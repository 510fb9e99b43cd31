use std::cell::RefCell;
use std::rc::Rc;

use rustc_hash::FxHashMap;

use super::object::PrivateName;
use crate::types::{JsObject, JsValue};

/// Outcome of evaluating a statement, expression or abstract operation.
/// Break and Continue carry their target label, if any, and the value of
/// the statements completed before them, which is empty until a statement
/// list or an enclosing statement fills it in.
#[derive(Clone, Debug)]
pub enum Completion {
    Normal(JsValue),
    Return(JsValue),
    Throw(JsValue),
    Break(Option<String>, Option<JsValue>),
    Continue(Option<String>, Option<JsValue>),
}

impl Completion {
    pub fn is_abrupt(&self) -> bool {
        !matches!(self, Completion::Normal(_))
    }

    pub fn is_throw(&self) -> bool {
        matches!(self, Completion::Throw(_))
    }

    /// UpdateEmpty: fills the value of a Break or Continue that has none.
    pub(crate) fn update_empty(self, value: &JsValue) -> Completion {
        match self {
            Completion::Break(target, None) => Completion::Break(target, Some(value.clone())),
            Completion::Continue(target, None) => Completion::Continue(target, Some(value.clone())),
            other => other,
        }
    }
}

impl From<JsResult<JsValue>> for Completion {
    fn from(result: JsResult<JsValue>) -> Self {
        match result {
            Ok(value) => Completion::Normal(value),
            Err(thrown) => Completion::Throw(thrown),
        }
    }
}

/// Result of an abstract operation; `Err` holds the thrown value.
pub type JsResult<T> = Result<T, JsValue>;

/// Yields the value of a normal completion; returns any abrupt one from the
/// enclosing function unchanged.
macro_rules! normal {
    ($completion:expr) => {
        match $completion {
            Completion::Normal(value) => value,
            other => return other,
        }
    };
}

/// Yields the value of an abstract operation; a thrown value is returned
/// from the enclosing function as a Throw completion.
macro_rules! throw_on_err {
    ($result:expr) => {
        match $result {
            Ok(value) => value,
            Err(thrown) => return Completion::Throw(thrown),
        }
    };
}

pub(crate) use normal;
pub(crate) use throw_on_err;

pub type EnvRef = Rc<RefCell<Environment>>;

#[derive(Clone, Copy, Debug, PartialEq, Eq)]
pub(crate) enum BindingKind {
    Var,
    Let,
    Const,
    /// The name of a named function expression; assignments are ignored
    /// in sloppy code.
    FunctionName,
}

#[derive(Clone, Debug)]
pub(crate) struct Binding {
    pub(crate) value: JsValue,
    pub(crate) kind: BindingKind,
    pub(crate) initialized: bool,
}

/// Why a binding operation failed; the evaluator turns these into
/// ReferenceError or TypeError objects.
#[derive(Clone, Copy, Debug, PartialEq, Eq)]
pub(crate) enum BindingError {
    Uninitialized,
    ConstAssignment,
    Missing,
}

#[derive(Clone, Debug)]
pub(crate) enum ThisState {
    Uninitialized,
    Initialized(JsValue),
}

/// The parts of a function environment record that are not bindings.
#[derive(Debug)]
pub(crate) struct FunctionScope {
    pub(crate) this: ThisState,
    pub(crate) function: JsObject,
    pub(crate) new_target: Option<JsObject>,
}

#[derive(Debug, Default)]
pub struct Environment {
    pub(crate) bindings: FxHashMap<String, Binding>,
    pub(crate) parent: Option<EnvRef>,
    /// Backing object of the global environment.
    pub(crate) object: Option<JsObject>,
    pub(crate) function: Option<FunctionScope>,
    /// Private names declared by the class body this scope belongs to.
    pub(crate) private_names: FxHashMap<String, PrivateName>,
}

impl Environment {
    pub fn new(parent: Option<EnvRef>) -> EnvRef {
        Rc::new(RefCell::new(Environment {
            parent,
            ..Default::default()
        }))
    }

    pub(crate) fn new_global(object: JsObject) -> EnvRef {
        Rc::new(RefCell::new(Environment {
            object: Some(object),
            ..Default::default()
        }))
    }

    pub(crate) fn new_function(parent: EnvRef, scope: FunctionScope) -> EnvRef {
        Rc::new(RefCell::new(Environment {
            parent: Some(parent),
            function: Some(scope),
            ..Default::default()
        }))
    }

    /// Creates a binding; only `var` bindings start out initialized.
    pub(crate) fn declare(&mut self, name: &str, kind: BindingKind) {
        self.bindings.insert(
            name.to_string(),
            Binding {
                value: JsValue::Undefined,
                kind,
                initialized: kind == BindingKind::Var,
            },
        );
    }

    pub(crate) fn has_binding(&self, name: &str) -> bool {
        self.bindings.contains_key(name)
    }

    pub(crate) fn initialize(&mut self, name: &str, value: JsValue) {
        if let Some(binding) = self.bindings.get_mut(name) {
            binding.value = value;
            binding.initialized = true;
        }
    }

    pub(crate) fn get(&self, name: &str) -> Result<JsValue, BindingError> {
        match self.bindings.get(name) {
            Some(binding) if binding.initialized => Ok(binding.value.clone()),
            Some(_) => Err(BindingError::Uninitialized),
            None => Err(BindingError::Missing),
        }
    }

    /// SetMutableBinding. A function-name binding silently ignores
    /// writes unless `strict`.
    pub(crate) fn set(&mut self, name: &str, value: JsValue, strict: bool) -> Result<(), BindingError> {
        let Some(binding) = self.bindings.get_mut(name) else {
            return Err(BindingError::Missing);
        };
        if !binding.initialized {
            return Err(BindingError::Uninitialized);
        }
        match binding.kind {
            BindingKind::Const => Err(BindingError::ConstAssignment),
            BindingKind::FunctionName if strict => Err(BindingError::ConstAssignment),
            BindingKind::FunctionName => Ok(()),
            BindingKind::Var | BindingKind::Let => {
                binding.value = value;
                Ok(())
            }
        }
    }

    /// A sibling environment holding copies of this one's bindings, used to
    /// give each `for` iteration fresh `let` bindings.
    pub(crate) fn copy(&self) -> EnvRef {
        Rc::new(RefCell::new(Environment {
            bindings: self.bindings.clone(),
            parent: self.parent.clone(),
            ..Default::default()
        }))
    }
}

/// The nearest environment on the chain that belongs to a function call.
pub(crate) fn function_environment(env: &EnvRef) -> Option<EnvRef> {
    let mut current = env.clone();
    loop {
        if current.borrow().function.is_some() {
            return Some(current);
        }
        let parent = current.borrow().parent.clone()?;
        current = parent;
    }
}

/// Resolves a private identifier against the enclosing class scopes.
pub(crate) fn resolve_private_name(env: &EnvRef, name: &str) -> Option<PrivateName> {
    let mut current = env.clone();
    loop {
        if let Some(found) = current.borrow().private_names.get(name) {
            return Some(found.clone());
        }
        let parent = current.borrow().parent.clone()?;
        current = parent;
    }
}
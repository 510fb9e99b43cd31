//! Abstract operations of the object and value model: property access,
//! type conversion, comparison and error creation.

use std::cmp::Ordering;

use num_bigint::BigInt;

use super::Interpreter;
use super::helpers::{compare_bigint_number, strict_equality, string_to_bigint, string_to_number, to_boolean};
use super::object::{ObjectData, ObjectKind, PropertyDescriptor, PropertyKey};
use super::realm::{ErrorKind, Intrinsics, wrapper_kind};
use super::types::JsResult;
use crate::types::{JsObject, JsString, JsValue, number_ops};

/// Hint passed to ToPrimitive.
#[derive(Clone, Copy, Debug, PartialEq, Eq)]
pub enum PreferredType {
    Default,
    String,
    Number,
}

impl PreferredType {
    fn as_str(self) -> &'static str {
        match self {
            PreferredType::Default => "default",
            PreferredType::String => "string",
            PreferredType::Number => "number",
        }
    }
}

/// Result of ToNumeric.
#[derive(Clone, Debug, PartialEq)]
pub(crate) enum Numeric {
    Number(f64),
    BigInt(BigInt),
}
+===+
Once you have read the entries, reproduce each one exactly.

repository 510fb9e99b43cd31
use std::cell::RefCell;
use std::rc::Rc;

use rustc_hash::FxHashMap;

use super::object::PrivateName;
use crate::types::{JsObject, JsValue};

/// Outcome of evaluating a statement, expression or abstract operation.
/// Break and Continue carry their target label, if any, and the value of
/// the statements completed before them, which is empty until a statement
/// list or an enclosing statement fills it in.
#[derive(Clone, Debug)]
pub enum Completion {
    Normal(JsValue),
    Return(JsValue),
    Throw(JsValue),
    Break(Option<String>, Option<JsValue>),
    Continue(Option<String>, Option<JsValue>),
}

impl Completion {
    pub fn is_abrupt(&self) -> bool {
        !matches!(self, Completion::Normal(_))
    }

    pub fn is_throw(&self) -> bool {
        matches!(self, Completion::Throw(_))
    }

    /// UpdateEmpty: fills the value of a Break or Continue that has none.
    pub(crate) fn update_empty(self, value: &JsValue) -> Completion {
        match self {
            Completion::Break(target, None) => Completion::Break(target, Some(value.clone())),
            Completion::Continue(target, None) => Completion::Continue(target, Some(value.clone())),
            other => other,
        }
    }
}

impl From<JsResult<JsValue>> for Completion {
    fn from(result: JsResult<JsValue>) -> Self {
        match result {
            Ok(value) => Completion::Normal(value),
            Err(thrown) => Completion::Throw(thrown),
        }
    }
}

/// Result of an abstract operation; `Err` holds the thrown value.
pub type JsResult<T> = Result<T, JsValue>;

/// Yields the value of a normal completion; returns any abrupt one from the
/// enclosing function unchanged.
macro_rules! normal {
    ($completion:expr) => {
        match $completion {
            Completion::Normal(value) => value,
            other => return other,
        }
    };
}

/// Yields the value of an abstract operation; a thrown value is returned
/// from the enclosing function as a Throw completion.
macro_rules! throw_on_err {
    ($result:expr) => {
        match $result {
            Ok(value) => value,
            Err(thrown) => return Completion::Throw(thrown),
        }
    };
}

pub(crate) use normal;
pub(crate) use throw_on_err;

pub type EnvRef = Rc<RefCell<Environment>>;

#[derive(Clone, Copy, Debug, PartialEq, Eq)]
pub(crate) enum BindingKind {
    Var,
    Let,
    Const,
    /// The name of a named function expression; assignments are ignored
    /// in sloppy code.
    FunctionName,
}

#[derive(Clone, Debug)]
pub(crate) struct Binding {
    pub(crate) value: JsValue,
    pub(crate) kind: BindingKind,
    pub(crate) initialized: bool,
}

/// Why a binding operation failed; the evaluator turns these into
/// ReferenceError or TypeError objects.
#[derive(Clone, Copy, Debug, PartialEq, Eq)]
pub(crate) enum BindingError {
    Uninitialized,
    ConstAssignment,
    Missing,
}

#[derive(Clone, Debug)]
pub(crate) enum ThisState {
    Uninitialized,
    Initialized(JsValue),
}

/// The parts of a function environment record that are not bindings.
#[derive(Debug)]
pub(crate) struct FunctionScope {
    pub(crate) this: ThisState,
    pub(crate) function: JsObject,
    pub(crate) new_target: Option<JsObject>,
}

#[derive(Debug, Default)]
pub struct Environment {
    pub(crate) bindings: FxHashMap<String, Binding>,
    pub(crate) parent: Option<EnvRef>,
    /// Backing object of the global environment.
    pub(crate) object: Option<JsObject>,
    pub(crate) function: Option<FunctionScope>,
    /// Private names declared by the class body this scope belongs to.
    pub(crate) private_names: FxHashMap<String, PrivateName>,
}

impl Environment {
    pub fn new(parent: Option<EnvRef>) -> EnvRef {
        Rc::new(RefCell::new(Environment {
            parent,
            ..Default::default()
        }))
    }

    pub(crate) fn new_global(object: JsObject) -> EnvRef {
        Rc::new(RefCell::new(Environment {
            object: Some(object),
            ..Default::default()
        }))
    }

    pub(crate) fn new_function(parent: EnvRef, scope: FunctionScope) -> EnvRef {
        Rc::new(RefCell::new(Environment {
            parent: Some(parent),
            function: Some(scope),
            ..Default::default()
        }))
    }

    /// Creates a binding; only `var` bindings start out initialized.
    pub(crate) fn declare(&mut self, name: &str, kind: BindingKind) {
        self.bindings.insert(
            name.to_string(),
            Binding {
                value: JsValue::Undefined,
                kind,
                initialized: kind == BindingKind::Var,
            },
        );
    }

    pub(crate) fn has_binding(&self, name: &str) -> bool {
        self.bindings.contains_key(name)
    }

    pub(crate) fn initialize(&mut self, name: &str, value: JsValue) {
        if let Some(binding) = self.bindings.get_mut(name) {
            binding.value = value;
            binding.initialized = true;
        }
    }

    pub(crate) fn get(&self, name: &str) -> Result<JsValue, BindingError> {
        match self.bindings.get(name) {
            Some(binding) if binding.initialized => Ok(binding.value.clone()),
            Some(_) => Err(BindingError::Uninitialized),
            None => Err(BindingError::Missing),
        }
    }

    /// SetMutableBinding. A function-name binding silently ignores
    /// writes unless `strict`.
    pub(crate) fn set(&mut self, name: &str, value: JsValue, strict: bool) -> Result<(), BindingError> {
        let Some(binding) = self.bindings.get_mut(name) else {
            return Err(BindingError::Missing);
        };
        if !binding.initialized {
            return Err(BindingError::Uninitialized);
        }
        match binding.kind {
            BindingKind::Const => Err(BindingError::ConstAssignment),
            BindingKind::FunctionName if strict => Err(BindingError::ConstAssignment),
            BindingKind::FunctionName => Ok(()),
            BindingKind::Var | BindingKind::Let => {
                binding.value = value;
                Ok(())
            }
        }
    }

    /// A sibling environment holding copies of this one's bindings, used to
    /// give each `for` iteration fresh `let` bindings.
    pub(crate) fn copy(&self) -> EnvRef {
        Rc::new(RefCell::new(Environment {
            bindings: self.bindings.clone(),
            parent: self.parent.clone(),
            ..Default::default()
        }))
    }
}

/// The nearest environment on the chain that belongs to a function call.
pub(crate) fn function_environment(env: &EnvRef) -> Option<EnvRef> {
    let mut current = env.clone();
    loop {
        if current.borrow().function.is_some() {
            return Some(current);
        }
        let parent = current.borrow().parent.clone()?;
        current = parent;
    }
}

/// Resolves a private identifier against the enclosing class scopes.
pub(crate) fn resolve_private_name(env: &EnvRef, name: &str) -> Option<PrivateName> {
    let mut current = env.clone();
    loop {
        if let Some(found) = current.borrow().private_names.get(name) {
            return Some(found.clone());
        }
        let parent = current.borrow().parent.clone()?;
        current = parent;
    }
}
repository 510fb9e99b43cd31
//! Abstract operations of the object and value model: property access,
//! type conversion, comparison and error creation.

use std::cmp::Ordering;

use num_bigint::BigInt;

use super::Interpreter;
use super::helpers::{compare_bigint_number, strict_equality, string_to_bigint, string_to_number, to_boolean};
use super::object::{ObjectData, ObjectKind, PropertyDescriptor, PropertyKey};
use super::realm::{ErrorKind, Intrinsics, wrapper_kind};
use super::types::JsResult;
use crate::types::{JsObject, JsString, JsValue, number_ops};

/// Hint passed to ToPrimitive.
#[derive(Clone, Copy, Debug, PartialEq, Eq)]
pub enum PreferredType {
    Default,
    String,
    Number,
}

impl PreferredType {
    fn as_str(self) -> &'static str {
        match self {
            PreferredType::Default => "default",
            PreferredType::String => "string",
            PreferredType::Number => "number",
        }
    }
}

/// Result of ToNumeric.
#[derive(Clone, Debug, PartialEq)]
pub(crate) enum Numeric {
    Number(f64),
    BigInt(BigInt),
}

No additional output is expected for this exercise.